+++ Provided records

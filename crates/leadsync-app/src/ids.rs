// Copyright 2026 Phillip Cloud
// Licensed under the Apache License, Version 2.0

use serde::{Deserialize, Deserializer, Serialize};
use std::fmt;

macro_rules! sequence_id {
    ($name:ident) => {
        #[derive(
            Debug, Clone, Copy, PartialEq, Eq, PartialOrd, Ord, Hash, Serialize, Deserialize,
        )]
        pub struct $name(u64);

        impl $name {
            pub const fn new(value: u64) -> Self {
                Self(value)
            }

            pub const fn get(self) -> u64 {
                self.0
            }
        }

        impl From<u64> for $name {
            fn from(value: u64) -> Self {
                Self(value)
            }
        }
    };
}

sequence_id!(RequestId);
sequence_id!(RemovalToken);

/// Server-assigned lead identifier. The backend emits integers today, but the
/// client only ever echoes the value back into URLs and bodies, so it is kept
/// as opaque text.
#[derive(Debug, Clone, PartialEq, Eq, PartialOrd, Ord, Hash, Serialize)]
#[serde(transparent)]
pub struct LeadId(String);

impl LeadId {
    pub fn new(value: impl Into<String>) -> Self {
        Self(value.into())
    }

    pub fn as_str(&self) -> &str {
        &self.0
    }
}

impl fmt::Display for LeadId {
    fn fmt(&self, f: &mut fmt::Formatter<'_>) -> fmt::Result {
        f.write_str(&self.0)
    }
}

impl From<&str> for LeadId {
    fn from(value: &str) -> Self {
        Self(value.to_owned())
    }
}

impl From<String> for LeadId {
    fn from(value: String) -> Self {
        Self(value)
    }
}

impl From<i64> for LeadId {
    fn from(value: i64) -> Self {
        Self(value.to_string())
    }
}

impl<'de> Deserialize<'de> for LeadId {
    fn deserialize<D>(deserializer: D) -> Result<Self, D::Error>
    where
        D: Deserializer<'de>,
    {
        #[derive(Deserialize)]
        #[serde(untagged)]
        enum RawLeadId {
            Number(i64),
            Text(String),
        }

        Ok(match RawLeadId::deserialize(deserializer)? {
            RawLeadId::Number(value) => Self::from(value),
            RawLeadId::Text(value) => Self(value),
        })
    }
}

++++++

▶ **Work required**: Copy all of the data exactly.

▶ **Written solution**:
filename crates/leadsync-app/src/ids.rs
// Copyright 2026 Phillip Cloud
// Licensed under the Apache License, Version 2.0

use serde::{Deserialize, Deserializer, Serialize};
use std::fmt;

macro_rules! sequence_id {
    ($name:ident) => {
        #[derive(
            Debug, Clone, Copy, PartialEq, Eq, PartialOrd, Ord, Hash, Serialize, Deserialize,
        )]
        pub struct $name(u64);

        impl $name {
            pub const fn new(value: u64) -> Self {
                Self(value)
            }

            pub const fn get(self) -> u64 {
                self.0
            }
        }

        impl From<u64> for $name {
            fn from(value: u64) -> Self {
                Self(value)
            }
        }
    };
}

sequence_id!(RequestId);
sequence_id!(RemovalToken);

/// Server-assigned lead identifier. The backend emits integers today, but the
/// client only ever echoes the value back into URLs and bodies, so it is kept
/// as opaque text.
#[derive(Debug, Clone, PartialEq, Eq, PartialOrd, Ord, Hash, Serialize)]
#[serde(transparent)]
pub struct LeadId(String);

impl LeadId {
    pub fn new(value: impl Into<String>) -> Self {
        Self(value.into())
    }

    pub fn as_str(&self) -> &str {
        &self.0
    }
}

impl fmt::Display for LeadId {
    fn fmt(&self, f: &mut fmt::Formatter<'_>) -> fmt::Result {
        f.write_str(&self.0)
    }
}

impl From<&str> for LeadId {
    fn from(value: &str) -> Self {
        Self(value.to_owned())
    }
}

impl From<String> for LeadId {
    fn from(value: String) -> Self {
        Self(value)
    }
}

impl From<i64> for LeadId {
    fn from(value: i64) -> Self {
        Self(value.to_string())
    }
}

impl<'de> Deserialize<'de> for LeadId {
    fn deserialize<D>(deserializer: D) -> Result<Self, D::Error>
    where
        D: Deserializer<'de>,
    {
        #[derive(Deserialize)]
        #[serde(untagged)]
        enum RawLeadId {
            Number(i64),
            Text(String),
        }

        Ok(match RawLeadId::deserialize(deserializer)? {
            RawLeadId::Number(value) => Self::from(value),
            RawLeadId::Text(value) => Self(value),
        })
    }
}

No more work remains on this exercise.